▸ **Your instructions**:
The expected answer is the set of lines in the data below between the line holding "pub use memory::MemoryBroker;" and the line holding "logged non-fatal condition.", inclusive, written out exactly.

Start of Records

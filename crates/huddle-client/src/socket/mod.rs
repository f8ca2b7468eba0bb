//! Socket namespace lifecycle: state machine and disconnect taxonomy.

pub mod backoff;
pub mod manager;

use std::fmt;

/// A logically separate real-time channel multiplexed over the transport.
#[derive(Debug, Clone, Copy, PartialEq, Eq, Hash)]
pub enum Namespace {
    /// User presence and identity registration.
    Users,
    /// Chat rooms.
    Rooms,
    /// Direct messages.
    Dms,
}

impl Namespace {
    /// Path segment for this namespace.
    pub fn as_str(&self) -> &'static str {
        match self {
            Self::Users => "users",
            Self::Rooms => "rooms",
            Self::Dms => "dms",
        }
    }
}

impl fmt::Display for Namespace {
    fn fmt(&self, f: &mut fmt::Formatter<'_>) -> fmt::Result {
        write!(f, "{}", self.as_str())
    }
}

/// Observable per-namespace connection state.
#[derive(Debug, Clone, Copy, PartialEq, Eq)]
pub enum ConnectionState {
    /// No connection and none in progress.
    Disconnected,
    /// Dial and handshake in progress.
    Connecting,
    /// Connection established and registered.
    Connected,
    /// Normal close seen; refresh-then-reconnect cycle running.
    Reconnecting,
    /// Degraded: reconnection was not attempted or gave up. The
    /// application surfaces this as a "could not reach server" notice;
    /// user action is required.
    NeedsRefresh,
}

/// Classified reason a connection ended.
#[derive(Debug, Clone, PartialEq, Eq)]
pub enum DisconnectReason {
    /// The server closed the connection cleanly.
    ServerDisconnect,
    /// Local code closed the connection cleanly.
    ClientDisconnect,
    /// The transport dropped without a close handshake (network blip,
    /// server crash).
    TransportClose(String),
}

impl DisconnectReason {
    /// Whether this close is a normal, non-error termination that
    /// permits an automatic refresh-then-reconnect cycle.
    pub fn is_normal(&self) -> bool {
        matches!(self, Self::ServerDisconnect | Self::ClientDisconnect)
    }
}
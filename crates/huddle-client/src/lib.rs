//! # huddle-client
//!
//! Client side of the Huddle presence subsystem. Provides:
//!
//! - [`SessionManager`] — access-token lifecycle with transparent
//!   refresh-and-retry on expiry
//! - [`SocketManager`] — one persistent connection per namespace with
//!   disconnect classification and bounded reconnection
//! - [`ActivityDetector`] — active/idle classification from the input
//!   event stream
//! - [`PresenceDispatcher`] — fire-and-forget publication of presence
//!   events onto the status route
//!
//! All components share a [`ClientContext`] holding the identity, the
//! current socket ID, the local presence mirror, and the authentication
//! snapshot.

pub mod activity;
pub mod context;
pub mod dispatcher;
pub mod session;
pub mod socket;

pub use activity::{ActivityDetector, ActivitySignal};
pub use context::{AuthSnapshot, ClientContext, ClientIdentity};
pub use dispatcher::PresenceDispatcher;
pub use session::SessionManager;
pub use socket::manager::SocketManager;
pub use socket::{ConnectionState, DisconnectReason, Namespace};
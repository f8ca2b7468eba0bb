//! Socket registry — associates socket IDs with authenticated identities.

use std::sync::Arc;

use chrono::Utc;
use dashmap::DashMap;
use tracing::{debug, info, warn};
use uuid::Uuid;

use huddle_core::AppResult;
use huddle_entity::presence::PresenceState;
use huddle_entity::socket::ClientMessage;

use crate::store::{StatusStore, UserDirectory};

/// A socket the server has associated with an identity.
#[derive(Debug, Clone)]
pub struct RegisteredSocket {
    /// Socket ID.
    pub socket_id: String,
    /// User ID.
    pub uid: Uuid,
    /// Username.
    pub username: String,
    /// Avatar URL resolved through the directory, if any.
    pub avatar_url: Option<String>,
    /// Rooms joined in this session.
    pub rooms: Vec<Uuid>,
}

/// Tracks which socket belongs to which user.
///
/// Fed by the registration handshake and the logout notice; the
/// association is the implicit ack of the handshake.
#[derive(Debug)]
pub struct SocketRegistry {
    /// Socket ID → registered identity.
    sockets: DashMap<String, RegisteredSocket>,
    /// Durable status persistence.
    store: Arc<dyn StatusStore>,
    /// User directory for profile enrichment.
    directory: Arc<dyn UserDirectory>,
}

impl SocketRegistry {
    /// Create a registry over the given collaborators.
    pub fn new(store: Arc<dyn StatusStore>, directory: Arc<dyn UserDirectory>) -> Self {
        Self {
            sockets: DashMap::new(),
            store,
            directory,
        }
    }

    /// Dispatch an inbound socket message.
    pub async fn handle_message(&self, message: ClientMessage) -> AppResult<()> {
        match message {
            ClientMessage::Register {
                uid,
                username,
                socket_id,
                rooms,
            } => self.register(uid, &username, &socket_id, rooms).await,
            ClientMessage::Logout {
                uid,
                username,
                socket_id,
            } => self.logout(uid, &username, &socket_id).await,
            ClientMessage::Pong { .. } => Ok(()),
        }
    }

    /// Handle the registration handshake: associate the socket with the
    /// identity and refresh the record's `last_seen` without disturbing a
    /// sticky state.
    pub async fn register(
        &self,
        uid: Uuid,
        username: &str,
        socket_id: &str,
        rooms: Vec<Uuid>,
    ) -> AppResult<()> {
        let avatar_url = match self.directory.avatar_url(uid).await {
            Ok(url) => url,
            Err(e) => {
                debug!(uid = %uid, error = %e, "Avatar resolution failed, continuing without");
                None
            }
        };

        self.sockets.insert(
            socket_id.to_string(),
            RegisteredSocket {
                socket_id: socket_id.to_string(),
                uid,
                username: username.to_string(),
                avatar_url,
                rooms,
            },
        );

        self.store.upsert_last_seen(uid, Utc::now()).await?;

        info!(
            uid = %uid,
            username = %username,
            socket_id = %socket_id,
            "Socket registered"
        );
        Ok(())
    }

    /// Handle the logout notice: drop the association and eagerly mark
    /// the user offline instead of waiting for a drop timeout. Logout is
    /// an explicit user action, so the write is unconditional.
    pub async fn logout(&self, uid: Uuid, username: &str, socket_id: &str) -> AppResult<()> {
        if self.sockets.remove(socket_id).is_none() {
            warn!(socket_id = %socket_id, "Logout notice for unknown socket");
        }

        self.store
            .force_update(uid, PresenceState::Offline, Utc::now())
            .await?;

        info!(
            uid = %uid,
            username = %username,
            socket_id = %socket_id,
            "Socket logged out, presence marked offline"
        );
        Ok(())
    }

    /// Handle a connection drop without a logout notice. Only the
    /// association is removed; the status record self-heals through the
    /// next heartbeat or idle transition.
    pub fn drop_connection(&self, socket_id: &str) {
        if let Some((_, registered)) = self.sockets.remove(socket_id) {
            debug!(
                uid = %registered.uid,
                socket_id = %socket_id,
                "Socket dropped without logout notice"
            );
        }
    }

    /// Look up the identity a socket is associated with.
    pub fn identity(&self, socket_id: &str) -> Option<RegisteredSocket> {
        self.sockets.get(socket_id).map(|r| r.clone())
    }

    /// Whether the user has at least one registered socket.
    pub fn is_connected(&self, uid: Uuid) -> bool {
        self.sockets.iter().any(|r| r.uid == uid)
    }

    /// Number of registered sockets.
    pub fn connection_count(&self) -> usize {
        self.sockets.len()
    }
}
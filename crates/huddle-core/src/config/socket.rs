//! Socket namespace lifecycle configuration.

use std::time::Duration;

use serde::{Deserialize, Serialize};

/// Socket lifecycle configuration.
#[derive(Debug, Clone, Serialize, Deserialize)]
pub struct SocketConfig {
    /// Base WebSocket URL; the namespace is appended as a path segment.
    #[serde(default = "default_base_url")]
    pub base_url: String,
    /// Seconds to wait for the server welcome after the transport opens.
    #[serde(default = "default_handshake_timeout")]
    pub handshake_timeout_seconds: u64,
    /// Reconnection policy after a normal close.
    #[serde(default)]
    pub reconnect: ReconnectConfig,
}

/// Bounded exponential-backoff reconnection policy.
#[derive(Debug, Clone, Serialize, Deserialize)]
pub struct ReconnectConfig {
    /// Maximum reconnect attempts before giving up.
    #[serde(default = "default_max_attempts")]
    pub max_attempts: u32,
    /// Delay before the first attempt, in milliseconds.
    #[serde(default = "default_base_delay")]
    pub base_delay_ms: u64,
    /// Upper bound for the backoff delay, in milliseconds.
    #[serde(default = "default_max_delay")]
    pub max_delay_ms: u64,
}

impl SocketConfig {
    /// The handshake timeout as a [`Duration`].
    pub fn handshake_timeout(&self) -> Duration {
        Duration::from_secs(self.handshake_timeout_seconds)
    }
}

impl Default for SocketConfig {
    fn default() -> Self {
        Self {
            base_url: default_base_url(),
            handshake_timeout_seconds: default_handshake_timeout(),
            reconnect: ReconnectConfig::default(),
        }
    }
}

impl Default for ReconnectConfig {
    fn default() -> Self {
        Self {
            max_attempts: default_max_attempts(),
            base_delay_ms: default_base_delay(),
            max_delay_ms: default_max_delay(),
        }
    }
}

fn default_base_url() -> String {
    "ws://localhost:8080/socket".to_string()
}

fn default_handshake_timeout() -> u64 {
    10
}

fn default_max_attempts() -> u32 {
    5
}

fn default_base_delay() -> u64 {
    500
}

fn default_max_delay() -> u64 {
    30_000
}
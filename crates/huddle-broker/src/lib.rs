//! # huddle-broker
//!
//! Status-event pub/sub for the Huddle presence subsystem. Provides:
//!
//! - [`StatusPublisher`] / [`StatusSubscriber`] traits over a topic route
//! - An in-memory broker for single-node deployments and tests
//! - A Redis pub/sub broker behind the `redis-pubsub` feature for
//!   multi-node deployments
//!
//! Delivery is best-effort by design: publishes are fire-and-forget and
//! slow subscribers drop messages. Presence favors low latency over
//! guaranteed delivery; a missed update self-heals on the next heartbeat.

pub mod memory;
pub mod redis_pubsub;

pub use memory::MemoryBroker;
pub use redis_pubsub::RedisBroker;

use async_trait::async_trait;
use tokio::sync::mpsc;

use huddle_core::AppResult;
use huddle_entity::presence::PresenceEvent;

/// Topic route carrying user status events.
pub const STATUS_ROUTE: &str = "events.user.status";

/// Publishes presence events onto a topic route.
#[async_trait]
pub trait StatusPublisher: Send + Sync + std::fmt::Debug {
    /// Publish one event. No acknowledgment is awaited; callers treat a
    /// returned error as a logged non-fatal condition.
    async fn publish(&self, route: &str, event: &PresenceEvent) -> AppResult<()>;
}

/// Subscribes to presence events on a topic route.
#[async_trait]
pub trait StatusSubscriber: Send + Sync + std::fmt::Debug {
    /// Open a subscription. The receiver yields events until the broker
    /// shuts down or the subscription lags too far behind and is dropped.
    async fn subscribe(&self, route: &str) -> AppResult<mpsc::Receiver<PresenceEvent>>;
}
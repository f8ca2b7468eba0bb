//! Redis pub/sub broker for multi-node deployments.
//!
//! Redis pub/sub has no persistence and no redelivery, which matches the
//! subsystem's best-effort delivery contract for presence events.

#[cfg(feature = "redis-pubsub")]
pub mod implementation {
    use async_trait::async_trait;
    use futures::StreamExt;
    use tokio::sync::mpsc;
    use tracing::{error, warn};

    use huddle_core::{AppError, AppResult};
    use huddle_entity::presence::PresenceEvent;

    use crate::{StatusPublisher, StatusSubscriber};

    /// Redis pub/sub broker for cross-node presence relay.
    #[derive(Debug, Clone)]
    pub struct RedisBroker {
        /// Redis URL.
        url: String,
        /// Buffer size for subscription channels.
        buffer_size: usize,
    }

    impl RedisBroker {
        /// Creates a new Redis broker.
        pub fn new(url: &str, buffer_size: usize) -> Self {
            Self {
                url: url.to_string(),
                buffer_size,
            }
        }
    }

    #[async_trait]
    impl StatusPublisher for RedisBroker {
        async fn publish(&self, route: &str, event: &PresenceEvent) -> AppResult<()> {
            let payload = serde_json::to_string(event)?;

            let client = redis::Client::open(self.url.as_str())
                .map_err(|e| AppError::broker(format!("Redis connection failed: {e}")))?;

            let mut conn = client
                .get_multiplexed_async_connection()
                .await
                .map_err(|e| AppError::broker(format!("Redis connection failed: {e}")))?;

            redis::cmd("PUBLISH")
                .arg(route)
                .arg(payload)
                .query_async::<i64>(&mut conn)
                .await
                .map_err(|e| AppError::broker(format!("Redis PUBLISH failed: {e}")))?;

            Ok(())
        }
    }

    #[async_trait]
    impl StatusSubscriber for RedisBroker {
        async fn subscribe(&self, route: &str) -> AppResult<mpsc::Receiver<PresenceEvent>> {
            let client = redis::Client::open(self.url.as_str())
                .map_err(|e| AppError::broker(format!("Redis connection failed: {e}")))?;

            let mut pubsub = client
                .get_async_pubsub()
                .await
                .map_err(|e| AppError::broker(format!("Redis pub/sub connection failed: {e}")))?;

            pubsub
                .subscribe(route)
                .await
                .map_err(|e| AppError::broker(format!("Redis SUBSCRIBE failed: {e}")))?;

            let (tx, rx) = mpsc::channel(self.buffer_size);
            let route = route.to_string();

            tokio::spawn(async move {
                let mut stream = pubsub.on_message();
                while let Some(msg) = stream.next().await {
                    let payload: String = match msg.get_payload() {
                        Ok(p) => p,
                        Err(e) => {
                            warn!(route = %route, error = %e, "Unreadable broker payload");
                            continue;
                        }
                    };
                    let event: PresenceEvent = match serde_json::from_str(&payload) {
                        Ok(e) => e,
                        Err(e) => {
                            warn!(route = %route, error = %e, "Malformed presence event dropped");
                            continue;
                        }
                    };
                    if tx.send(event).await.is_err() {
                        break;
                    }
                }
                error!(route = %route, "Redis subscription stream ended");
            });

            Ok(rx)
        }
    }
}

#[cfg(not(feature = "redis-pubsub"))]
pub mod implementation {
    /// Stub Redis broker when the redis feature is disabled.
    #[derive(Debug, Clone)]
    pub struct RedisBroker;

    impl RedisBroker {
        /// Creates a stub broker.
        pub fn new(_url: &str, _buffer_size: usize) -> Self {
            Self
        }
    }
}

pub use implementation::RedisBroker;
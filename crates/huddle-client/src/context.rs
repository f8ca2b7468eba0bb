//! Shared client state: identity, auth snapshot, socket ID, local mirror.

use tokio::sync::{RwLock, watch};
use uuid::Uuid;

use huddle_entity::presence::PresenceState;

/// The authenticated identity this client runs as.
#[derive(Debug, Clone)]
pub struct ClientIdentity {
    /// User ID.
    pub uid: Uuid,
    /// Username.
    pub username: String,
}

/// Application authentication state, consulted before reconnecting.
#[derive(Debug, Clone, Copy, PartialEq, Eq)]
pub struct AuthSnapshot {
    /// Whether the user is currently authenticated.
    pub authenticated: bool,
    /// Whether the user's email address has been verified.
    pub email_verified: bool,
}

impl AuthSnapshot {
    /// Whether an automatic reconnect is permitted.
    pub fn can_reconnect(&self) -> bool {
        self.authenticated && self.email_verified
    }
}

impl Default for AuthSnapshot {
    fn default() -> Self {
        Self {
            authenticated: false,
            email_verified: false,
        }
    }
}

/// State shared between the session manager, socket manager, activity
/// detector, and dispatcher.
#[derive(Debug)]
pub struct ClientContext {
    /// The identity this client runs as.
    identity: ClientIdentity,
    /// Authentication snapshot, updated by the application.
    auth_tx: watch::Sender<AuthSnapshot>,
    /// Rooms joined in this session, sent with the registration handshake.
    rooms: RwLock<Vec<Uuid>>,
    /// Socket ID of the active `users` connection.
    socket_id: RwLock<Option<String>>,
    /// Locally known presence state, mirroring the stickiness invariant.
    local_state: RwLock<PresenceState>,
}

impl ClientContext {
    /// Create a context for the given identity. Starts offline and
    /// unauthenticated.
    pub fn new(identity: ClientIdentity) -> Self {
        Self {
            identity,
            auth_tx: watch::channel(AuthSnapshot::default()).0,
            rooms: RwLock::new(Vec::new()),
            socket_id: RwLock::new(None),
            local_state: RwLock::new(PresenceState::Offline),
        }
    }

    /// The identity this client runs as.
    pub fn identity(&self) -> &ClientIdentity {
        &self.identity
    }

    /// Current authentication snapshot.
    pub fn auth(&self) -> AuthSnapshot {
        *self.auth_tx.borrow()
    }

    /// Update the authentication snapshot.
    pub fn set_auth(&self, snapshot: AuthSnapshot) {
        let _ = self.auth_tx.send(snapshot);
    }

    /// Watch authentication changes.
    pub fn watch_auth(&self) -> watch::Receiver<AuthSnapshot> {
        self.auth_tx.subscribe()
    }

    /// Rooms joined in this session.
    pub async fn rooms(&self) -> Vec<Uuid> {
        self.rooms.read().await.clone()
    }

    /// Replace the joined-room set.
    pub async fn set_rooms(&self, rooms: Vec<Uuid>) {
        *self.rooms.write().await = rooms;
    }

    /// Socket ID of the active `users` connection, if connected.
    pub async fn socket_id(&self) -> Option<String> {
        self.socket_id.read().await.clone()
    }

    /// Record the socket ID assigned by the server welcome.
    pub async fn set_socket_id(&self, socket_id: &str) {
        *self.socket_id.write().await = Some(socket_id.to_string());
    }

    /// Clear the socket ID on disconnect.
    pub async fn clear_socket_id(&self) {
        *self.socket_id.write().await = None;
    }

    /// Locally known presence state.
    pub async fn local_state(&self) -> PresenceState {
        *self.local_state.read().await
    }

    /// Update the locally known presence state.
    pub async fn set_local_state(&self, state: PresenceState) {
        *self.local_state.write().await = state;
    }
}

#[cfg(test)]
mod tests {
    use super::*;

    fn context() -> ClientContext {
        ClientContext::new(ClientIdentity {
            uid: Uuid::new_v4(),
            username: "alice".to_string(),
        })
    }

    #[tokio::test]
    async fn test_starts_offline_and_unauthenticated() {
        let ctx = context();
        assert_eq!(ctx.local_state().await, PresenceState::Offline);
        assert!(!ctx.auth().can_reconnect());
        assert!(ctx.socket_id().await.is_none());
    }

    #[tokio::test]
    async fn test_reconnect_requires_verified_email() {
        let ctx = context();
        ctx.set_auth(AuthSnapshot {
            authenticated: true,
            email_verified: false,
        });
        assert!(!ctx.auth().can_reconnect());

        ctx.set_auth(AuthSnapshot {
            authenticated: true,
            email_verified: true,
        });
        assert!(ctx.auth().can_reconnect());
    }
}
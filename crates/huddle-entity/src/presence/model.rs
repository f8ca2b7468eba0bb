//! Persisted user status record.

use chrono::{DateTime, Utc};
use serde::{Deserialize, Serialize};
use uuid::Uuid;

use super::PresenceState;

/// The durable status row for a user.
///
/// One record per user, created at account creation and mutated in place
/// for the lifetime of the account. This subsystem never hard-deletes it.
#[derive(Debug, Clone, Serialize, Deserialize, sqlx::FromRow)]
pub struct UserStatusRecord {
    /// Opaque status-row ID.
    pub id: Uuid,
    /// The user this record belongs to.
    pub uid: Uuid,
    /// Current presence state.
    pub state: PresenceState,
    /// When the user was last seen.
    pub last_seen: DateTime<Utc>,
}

End of Records

▸ **Exercise result**:
pub use memory::MemoryBroker;
pub use redis_pubsub::RedisBroker;

use async_trait::async_trait;
use tokio::sync::mpsc;

use huddle_core::AppResult;
use huddle_entity::presence::PresenceEvent;

/// Topic route carrying user status events.
pub const STATUS_ROUTE: &str = "events.user.status";

/// Publishes presence events onto a topic route.
#[async_trait]
pub trait StatusPublisher: Send + Sync + std::fmt::Debug {
    /// Publish one event. No acknowledgment is awaited; callers treat a
    /// returned error as a logged non-fatal condition.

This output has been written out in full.